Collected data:
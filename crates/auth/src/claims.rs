use chrono::{DateTime, Utc};
use serde::{Deserialize, Serialize};
use thiserror::Error;

use stockyard_core::UserId;

use crate::{Principal, Role};

/// JWT claims model (transport-agnostic).
#[derive(Debug, Clone, PartialEq, Eq, Serialize, Deserialize)]
pub struct JwtClaims {
    /// Subject / user identifier.
    pub sub: UserId,

    /// Role granted to the subject.
    pub role: Role,

    /// Issued-at timestamp.
    pub issued_at: DateTime<Utc>,

    /// Expiration timestamp.
    pub expires_at: DateTime<Utc>,
}

impl JwtClaims {
    pub fn principal(&self) -> Principal {
        Principal::new(self.sub, self.role)
    }
}

#[derive(Debug, Error, Clone, PartialEq, Eq)]
pub enum TokenValidationError {
    #[error("token has expired")]
    Expired,

    #[error("token not yet valid (issued_at is in the future)")]
    NotYetValid,

    #[error("invalid token time window (expires_at <= issued_at)")]
    InvalidTimeWindow,

    #[error("malformed or unsigned token: {0}")]
    Malformed(String),
}

/// Deterministically validate JWT claims.
///
/// Note: this validates the *claims* only. Signature verification lives in
/// [`crate::jwt`].
pub fn validate_claims(claims: &JwtClaims, now: DateTime<Utc>) -> Result<(), TokenValidationError> {
    if claims.expires_at <= claims.issued_at {
        return Err(TokenValidationError::InvalidTimeWindow);
    }
    if now < claims.issued_at {
        return Err(TokenValidationError::NotYetValid);
    }
    if now >= claims.expires_at {
        return Err(TokenValidationError::Expired);
    }
    Ok(())
}
//! Low-stock predicate and signal.
//!
//! Every balance-mutating operation evaluates [`is_below_minimum`] after it
//! commits; nothing else decides whether a signal fires.

use chrono::{DateTime, Utc};
use serde::{Deserialize, Serialize};

use crate::{Balance, Item, Warehouse};

/// Fires strictly below the minimum. A balance equal to the minimum is fine.
pub fn is_below_minimum(quantity: i64, minimum_stock_level: i64) -> bool {
    quantity < minimum_stock_level
}

/// Ephemeral notification payload. Never persisted.
#[derive(Debug, Clone, PartialEq, Eq, Serialize, Deserialize)]
pub struct LowStockSignal {
    pub balance: Balance,
    pub item: Item,
    pub warehouse: Warehouse,
    pub detected_at: DateTime<Utc>,
}

impl LowStockSignal {
    /// Returns a signal when `balance` sits below `item`'s minimum.
    pub fn evaluate(
        balance: &Balance,
        item: &Item,
        warehouse: &Warehouse,
        now: DateTime<Utc>,
    ) -> Option<Self> {
        debug_assert_eq!(balance.item_id, item.id);
        debug_assert_eq!(balance.warehouse_id, warehouse.id);

        is_below_minimum(balance.quantity, item.minimum_stock_level).then(|| Self {
            balance: balance.clone(),
            item: item.clone(),
            warehouse: warehouse.clone(),
            detected_at: now,
        })
    }

    /// Units needed to get back to the minimum.
    pub fn shortage(&self) -> i64 {
        self.item.minimum_stock_level - self.balance.quantity
    }
}
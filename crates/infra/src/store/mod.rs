//! Inventory storage boundary.
//!
//! Two traits split the catalog (items, warehouses) from stock (balances and
//! the transfer ledger). The in-memory store backs tests and dev; the
//! Postgres store is the persistent one.

use std::time::Duration;

pub mod in_memory;
mod locks;
pub mod postgres;
pub mod query;
pub mod r#trait;

pub use in_memory::InMemoryInventoryStore;
pub use postgres::PostgresInventoryStore;
pub use query::{
    BalanceQuery, FilterOptions, ItemQuery, ItemSortField, ItemStatus, Page, PageRequest,
    SortOrder, StockStatus, TransferQuery,
};
pub use r#trait::{
    AppliedTransfer, BalanceView, CatalogStore, ItemStock, StockAdjustment, StockStore,
    StoreError, TransferView, WarehouseStock,
};

/// How long a writer waits for a balance row lock unless configured otherwise.
pub const DEFAULT_LOCK_TIMEOUT: Duration = Duration::from_secs(2);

### TASK ITEM:
For each line above that includes the word "impl", make a copy of that line.

### WRITTEN ANSWER:
impl JwtClaims {
impl LowStockSignal {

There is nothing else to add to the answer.